Liou Yi-Fan, Huang Hui-Ling, Ho Shinn-Ying
Institute of Bioinformatics and Systems Biology, National Chiao Tung University, Hsinchu, Taiwan.
Department of Biological Science and Technology, National Chiao Tung University, Hsinchu, Taiwan.
BMC Bioinformatics. 2016 Dec 22;17(Suppl 19):503. doi: 10.1186/s12859-016-1368-z.
Most of hydrophilic and hydrophobic residues are thought to be exposed and buried in proteins, respectively. In contrast to the majority of the existing studies on protein folding characteristics using protein structures, in this study, our aim was to design predictors for estimating relative solvent accessibility (RSA) of amino acid residues to discover protein folding characteristics from sequences.

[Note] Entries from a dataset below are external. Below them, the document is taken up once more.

//! Property-based tests for the state machine
//!
//! These tests drive random event sequences through `transition` and check
//! the session invariants after every step.

use super::*;
use crate::llm::CompletionError;
use crate::transcript::Role;
use proptest::prelude::*;

// ============================================================================
// Arbitrary Generators
// ============================================================================

/// Events are generated as plain data so sequences can be cloned and shrunk
#[derive(Debug, Clone)]
enum EventSpec {
    Start(String),
    UserMessage(String),
    Reset,
    Succeeded(String),
    Failed(u16),
}

impl EventSpec {
    fn into_event(self) -> Event {
        match self {
            EventSpec::Start(persona) => Event::Start { persona },
            EventSpec::UserMessage(text) => Event::UserMessage { text },
            EventSpec::Reset => Event::Reset,
            EventSpec::Succeeded(text) => Event::CompletionSucceeded { text },
            EventSpec::Failed(status) => Event::CompletionFailed {
                error: CompletionError::provider(status, "failed", ""),
            },
        }
    }
}

fn arb_event() -> impl Strategy<Value = EventSpec> {
    prop_oneof![
        2 => "[ ]{0,1}[A-Za-z ]{0,12}".prop_map(EventSpec::Start),
        4 => "[ ]{0,1}[a-z ?]{0,20}".prop_map(EventSpec::UserMessage),
        1 => Just(EventSpec::Reset),
        3 => "[a-zA-Z .]{0,30}".prop_map(EventSpec::Succeeded),
        2 => prop_oneof![Just(429u16), Just(500u16), Just(400u16)].prop_map(EventSpec::Failed),
    ]
}

/// Apply an event that must be accepted
fn step(state: &SessionState, event: Event) -> SessionState {
    transition(state, event).unwrap().new_state
}

fn check_invariants(state: &SessionState) -> Result<(), TestCaseError> {
    let turns = state.transcript.turns();
    match state.phase {
        SessionPhase::NotStarted => prop_assert!(turns.is_empty()),
        SessionPhase::Active | SessionPhase::AwaitingCompletion => {
            prop_assert_eq!(turns[0].role(), Role::System);
            prop_assert!(turns[1..].iter().all(|t| t.role() != Role::System));
        }
    }
    prop_assert_eq!(
        state.phase == SessionPhase::AwaitingCompletion,
        state.transcript.awaits_reply()
    );

    // Every user turn other than a pending last one has a reply after it
    let settled = if state.phase == SessionPhase::AwaitingCompletion {
        &turns[..turns.len() - 1]
    } else {
        turns
    };
    for pair in settled.windows(2) {
        if pair[0].role() == Role::User {
            prop_assert_eq!(pair[1].role(), Role::Assistant);
        }
    }
    if let Some(last) = settled.last() {
        prop_assert_ne!(last.role(), Role::User);
    }
    Ok(())
}

// ============================================================================
// Properties
// ============================================================================

proptest! {
    #[test]
    fn invariants_hold_for_any_event_sequence(
        events in proptest::collection::vec(arb_event(), 0..40),
    ) {
        let mut state = SessionState::new();
        for spec in events {
            if let Ok(result) = transition(&state, spec.into_event()) {
                state = result.new_state;
            }
            check_invariants(&state)?;
        }
    }

    #[test]
    fn system_turn_fixed_until_reset(
        persona in "[A-Z][a-z]{2,10}",
        events in proptest::collection::vec(arb_event(), 0..30),
    ) {
        let mut state = step(&SessionState::new(), Event::Start { persona });
        let system = state.transcript.turns()[0].clone();

        for spec in events {
            let was_reset = matches!(spec, EventSpec::Reset);
            if let Ok(result) = transition(&state, spec.into_event()) {
                state = result.new_state;
            }
            if was_reset && state.phase == SessionPhase::NotStarted {
                break;
            }
            prop_assert_eq!(&state.transcript.turns()[0], &system);
        }
    }

    #[test]
    fn failed_completion_restores_prior_transcript(
        questions in proptest::collection::vec("[a-z]{1,10}", 0..5),
        message in "[a-z]{1,10}",
        status in 400u16..600,
    ) {
        let persona = "Persona".to_string();
        let mut state = step(&SessionState::new(), Event::Start { persona });
        for q in questions {
            state = step(&state, Event::UserMessage { text: q });
            state = step(&state, Event::CompletionSucceeded { text: "ok".to_string() });
        }

        let before = state.clone();
        let awaiting = step(&state, Event::UserMessage { text: message.clone() });
        let result = transition(&awaiting, Event::CompletionFailed {
            error: CompletionError::provider(status, "failed", ""),
        })
        .unwrap();

        prop_assert_eq!(&result.new_state, &before);
        let is_report = matches!(
            result.effects.as_slice(),
            [Effect::ReportFailure { discarded, .. }] if *discarded == message
        );
        prop_assert!(is_report);
    }
}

The proposed 20 real-value RSA predictors were designed on the basis of the support vector regression method with a set of informative physicochemical properties (PCPs) obtained by means of an optimal feature selection algorithm. Then, molecular dynamics simulations were performed for validating the knowledge discovered by analysis of the selected PCPs.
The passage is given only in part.